**What you should do**
Which lines of the entries below run from the one holding "owl: <http://www.w3.org/2002/07/owl#> ." to the one holding "ex:Company a owl:Class .", inclusive? Set down exactly those lines and no others.

(Saved data entries)
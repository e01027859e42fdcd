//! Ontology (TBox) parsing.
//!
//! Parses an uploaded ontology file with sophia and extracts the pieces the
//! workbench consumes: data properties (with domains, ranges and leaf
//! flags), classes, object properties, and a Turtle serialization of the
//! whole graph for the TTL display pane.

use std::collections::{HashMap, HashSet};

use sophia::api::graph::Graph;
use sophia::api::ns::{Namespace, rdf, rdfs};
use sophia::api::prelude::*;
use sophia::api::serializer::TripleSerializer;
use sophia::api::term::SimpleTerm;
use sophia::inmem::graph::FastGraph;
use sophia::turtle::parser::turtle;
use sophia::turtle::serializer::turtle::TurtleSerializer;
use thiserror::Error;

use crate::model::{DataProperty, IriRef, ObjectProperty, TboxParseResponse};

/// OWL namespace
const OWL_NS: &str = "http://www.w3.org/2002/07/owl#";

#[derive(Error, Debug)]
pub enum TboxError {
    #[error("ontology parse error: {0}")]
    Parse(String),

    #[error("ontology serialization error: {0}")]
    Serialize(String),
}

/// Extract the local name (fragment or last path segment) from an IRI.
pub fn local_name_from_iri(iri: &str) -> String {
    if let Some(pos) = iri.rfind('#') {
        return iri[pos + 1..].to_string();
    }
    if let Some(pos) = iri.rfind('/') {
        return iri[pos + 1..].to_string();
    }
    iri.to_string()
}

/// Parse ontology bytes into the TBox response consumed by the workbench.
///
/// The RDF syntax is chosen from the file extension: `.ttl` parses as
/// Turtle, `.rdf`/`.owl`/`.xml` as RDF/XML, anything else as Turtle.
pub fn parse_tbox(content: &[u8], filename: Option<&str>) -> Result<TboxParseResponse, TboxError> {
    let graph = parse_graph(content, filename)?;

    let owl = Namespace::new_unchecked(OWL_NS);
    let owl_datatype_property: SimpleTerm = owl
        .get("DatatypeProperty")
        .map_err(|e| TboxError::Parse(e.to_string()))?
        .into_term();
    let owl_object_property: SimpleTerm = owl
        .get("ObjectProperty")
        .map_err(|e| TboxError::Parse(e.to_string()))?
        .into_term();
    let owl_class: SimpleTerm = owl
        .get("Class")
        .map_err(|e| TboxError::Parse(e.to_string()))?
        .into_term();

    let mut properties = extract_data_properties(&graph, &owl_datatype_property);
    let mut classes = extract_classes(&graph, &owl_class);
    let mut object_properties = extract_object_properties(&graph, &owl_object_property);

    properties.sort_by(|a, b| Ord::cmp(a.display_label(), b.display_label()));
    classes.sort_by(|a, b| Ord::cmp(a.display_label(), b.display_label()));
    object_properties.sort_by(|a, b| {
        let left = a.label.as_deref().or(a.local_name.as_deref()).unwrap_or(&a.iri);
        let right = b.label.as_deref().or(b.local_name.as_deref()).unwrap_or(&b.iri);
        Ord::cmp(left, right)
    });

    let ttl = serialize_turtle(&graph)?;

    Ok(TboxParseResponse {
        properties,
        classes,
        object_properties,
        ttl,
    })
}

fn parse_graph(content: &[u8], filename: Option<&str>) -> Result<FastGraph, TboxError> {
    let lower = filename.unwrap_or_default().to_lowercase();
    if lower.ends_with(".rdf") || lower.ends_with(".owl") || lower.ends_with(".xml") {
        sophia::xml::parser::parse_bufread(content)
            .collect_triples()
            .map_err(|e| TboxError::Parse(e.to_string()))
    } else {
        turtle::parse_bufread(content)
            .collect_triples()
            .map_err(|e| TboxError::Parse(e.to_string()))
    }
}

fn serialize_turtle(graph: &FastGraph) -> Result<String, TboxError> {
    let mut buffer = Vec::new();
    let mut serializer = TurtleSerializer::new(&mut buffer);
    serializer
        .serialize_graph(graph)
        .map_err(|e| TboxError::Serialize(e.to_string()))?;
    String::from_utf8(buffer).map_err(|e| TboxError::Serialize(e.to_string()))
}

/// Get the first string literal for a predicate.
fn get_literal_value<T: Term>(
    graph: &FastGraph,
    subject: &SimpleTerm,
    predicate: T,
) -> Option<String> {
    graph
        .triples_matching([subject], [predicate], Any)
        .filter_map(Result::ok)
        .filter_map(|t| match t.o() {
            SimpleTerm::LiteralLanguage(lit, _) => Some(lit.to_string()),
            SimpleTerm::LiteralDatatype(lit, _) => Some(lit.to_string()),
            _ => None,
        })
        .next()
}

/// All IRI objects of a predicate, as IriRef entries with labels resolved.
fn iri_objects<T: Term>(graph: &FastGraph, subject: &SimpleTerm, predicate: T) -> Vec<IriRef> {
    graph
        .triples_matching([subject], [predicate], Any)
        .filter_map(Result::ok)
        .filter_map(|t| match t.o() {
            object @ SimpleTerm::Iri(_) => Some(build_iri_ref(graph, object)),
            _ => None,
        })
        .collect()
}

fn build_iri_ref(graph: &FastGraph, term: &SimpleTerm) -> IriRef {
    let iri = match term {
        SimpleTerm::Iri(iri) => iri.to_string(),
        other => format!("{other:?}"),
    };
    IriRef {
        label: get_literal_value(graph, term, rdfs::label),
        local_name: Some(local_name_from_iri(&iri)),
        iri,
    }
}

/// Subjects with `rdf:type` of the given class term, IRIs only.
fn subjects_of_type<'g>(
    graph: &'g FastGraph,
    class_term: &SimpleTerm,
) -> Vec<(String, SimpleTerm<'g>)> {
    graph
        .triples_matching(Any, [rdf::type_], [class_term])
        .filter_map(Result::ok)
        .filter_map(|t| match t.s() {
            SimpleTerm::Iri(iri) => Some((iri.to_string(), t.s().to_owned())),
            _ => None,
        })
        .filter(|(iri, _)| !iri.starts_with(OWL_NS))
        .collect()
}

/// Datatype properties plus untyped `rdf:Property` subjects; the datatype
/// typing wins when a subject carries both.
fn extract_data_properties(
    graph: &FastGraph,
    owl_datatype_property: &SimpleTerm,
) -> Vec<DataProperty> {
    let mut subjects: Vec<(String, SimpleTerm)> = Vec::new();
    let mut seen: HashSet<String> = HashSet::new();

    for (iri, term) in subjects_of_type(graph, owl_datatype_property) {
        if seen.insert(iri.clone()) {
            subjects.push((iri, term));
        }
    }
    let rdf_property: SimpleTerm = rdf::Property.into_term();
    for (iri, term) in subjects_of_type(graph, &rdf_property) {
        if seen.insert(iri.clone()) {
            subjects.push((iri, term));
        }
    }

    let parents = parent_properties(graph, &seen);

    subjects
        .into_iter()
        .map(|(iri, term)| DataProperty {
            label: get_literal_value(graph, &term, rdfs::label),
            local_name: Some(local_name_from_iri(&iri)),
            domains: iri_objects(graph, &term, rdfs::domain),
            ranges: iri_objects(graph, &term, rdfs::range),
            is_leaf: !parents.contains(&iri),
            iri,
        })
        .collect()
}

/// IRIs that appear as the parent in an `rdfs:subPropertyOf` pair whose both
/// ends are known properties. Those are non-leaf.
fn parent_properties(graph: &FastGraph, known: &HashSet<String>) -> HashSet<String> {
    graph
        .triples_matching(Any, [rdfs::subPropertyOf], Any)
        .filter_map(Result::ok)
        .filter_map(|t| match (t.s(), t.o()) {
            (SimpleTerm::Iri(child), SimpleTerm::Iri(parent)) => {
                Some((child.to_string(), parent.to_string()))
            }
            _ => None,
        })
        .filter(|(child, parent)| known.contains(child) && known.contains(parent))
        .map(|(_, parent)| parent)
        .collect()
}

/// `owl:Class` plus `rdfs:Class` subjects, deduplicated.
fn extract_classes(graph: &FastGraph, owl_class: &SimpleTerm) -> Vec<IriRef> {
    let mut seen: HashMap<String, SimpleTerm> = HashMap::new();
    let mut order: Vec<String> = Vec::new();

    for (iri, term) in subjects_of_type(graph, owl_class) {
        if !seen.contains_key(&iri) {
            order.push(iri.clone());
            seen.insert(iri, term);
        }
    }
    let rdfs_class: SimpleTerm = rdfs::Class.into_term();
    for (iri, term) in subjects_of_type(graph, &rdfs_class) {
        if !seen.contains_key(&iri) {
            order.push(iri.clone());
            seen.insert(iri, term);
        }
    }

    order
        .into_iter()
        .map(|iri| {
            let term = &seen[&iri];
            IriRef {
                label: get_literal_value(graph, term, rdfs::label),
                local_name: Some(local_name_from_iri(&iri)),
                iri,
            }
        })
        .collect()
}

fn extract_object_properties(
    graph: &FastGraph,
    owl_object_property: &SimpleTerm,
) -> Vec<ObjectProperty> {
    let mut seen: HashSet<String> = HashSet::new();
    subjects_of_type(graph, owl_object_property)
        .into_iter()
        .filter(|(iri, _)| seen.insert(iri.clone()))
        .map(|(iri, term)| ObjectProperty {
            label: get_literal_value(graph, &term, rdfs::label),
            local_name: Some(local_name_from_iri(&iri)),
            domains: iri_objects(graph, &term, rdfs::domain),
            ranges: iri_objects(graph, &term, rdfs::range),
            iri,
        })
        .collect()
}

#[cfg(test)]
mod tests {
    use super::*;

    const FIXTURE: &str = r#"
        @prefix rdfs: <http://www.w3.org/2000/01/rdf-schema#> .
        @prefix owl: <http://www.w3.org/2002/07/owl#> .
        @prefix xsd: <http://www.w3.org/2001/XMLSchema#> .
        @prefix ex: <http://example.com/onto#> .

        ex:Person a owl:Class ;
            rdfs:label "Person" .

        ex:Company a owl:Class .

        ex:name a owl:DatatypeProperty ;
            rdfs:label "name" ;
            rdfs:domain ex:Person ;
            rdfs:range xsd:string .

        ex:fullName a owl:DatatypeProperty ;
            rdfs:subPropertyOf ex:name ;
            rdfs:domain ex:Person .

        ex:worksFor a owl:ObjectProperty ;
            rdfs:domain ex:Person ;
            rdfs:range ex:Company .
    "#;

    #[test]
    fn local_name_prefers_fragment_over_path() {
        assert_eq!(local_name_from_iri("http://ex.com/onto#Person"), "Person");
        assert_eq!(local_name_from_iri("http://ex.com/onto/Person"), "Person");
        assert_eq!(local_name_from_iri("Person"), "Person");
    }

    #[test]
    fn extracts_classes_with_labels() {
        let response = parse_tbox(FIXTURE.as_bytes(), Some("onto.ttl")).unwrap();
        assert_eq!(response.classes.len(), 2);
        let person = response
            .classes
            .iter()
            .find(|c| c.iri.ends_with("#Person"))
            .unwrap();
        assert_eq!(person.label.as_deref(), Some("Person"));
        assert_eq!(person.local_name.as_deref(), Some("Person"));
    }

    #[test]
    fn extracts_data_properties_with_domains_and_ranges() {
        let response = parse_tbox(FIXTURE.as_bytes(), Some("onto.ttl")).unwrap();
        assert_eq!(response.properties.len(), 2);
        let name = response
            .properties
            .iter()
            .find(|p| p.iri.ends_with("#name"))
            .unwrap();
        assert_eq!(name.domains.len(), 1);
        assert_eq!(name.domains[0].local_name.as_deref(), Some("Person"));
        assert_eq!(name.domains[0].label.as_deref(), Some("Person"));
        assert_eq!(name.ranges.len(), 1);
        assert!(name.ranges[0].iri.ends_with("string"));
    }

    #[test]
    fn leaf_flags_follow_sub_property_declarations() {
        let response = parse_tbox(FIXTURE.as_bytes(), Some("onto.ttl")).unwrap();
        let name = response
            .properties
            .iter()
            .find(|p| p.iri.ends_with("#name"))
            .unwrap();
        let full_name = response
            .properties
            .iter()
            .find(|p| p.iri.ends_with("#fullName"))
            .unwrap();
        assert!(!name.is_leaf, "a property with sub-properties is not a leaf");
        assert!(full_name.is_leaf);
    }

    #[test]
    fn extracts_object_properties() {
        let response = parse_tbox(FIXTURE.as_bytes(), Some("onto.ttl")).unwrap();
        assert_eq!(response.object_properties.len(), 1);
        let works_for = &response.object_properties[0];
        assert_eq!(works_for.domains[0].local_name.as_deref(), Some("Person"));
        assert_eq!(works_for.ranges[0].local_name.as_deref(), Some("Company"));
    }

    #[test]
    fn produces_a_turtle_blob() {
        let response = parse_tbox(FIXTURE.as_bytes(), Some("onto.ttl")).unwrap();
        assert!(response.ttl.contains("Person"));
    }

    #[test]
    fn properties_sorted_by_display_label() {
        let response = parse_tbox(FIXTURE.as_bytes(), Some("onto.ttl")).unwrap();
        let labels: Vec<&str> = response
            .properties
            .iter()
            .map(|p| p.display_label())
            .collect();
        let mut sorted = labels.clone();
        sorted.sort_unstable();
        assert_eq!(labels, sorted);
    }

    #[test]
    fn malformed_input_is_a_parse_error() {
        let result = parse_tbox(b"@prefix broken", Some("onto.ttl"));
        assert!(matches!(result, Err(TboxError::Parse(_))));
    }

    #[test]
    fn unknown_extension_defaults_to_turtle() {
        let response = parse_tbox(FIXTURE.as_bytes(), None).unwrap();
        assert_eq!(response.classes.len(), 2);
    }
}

**The answer**
        @prefix owl: <http://www.w3.org/2002/07/owl#> .
        @prefix xsd: <http://www.w3.org/2001/XMLSchema#> .
        @prefix ex: <http://example.com/onto#> .

        ex:Person a owl:Class ;
            rdfs:label "Person" .

        ex:Company a owl:Class .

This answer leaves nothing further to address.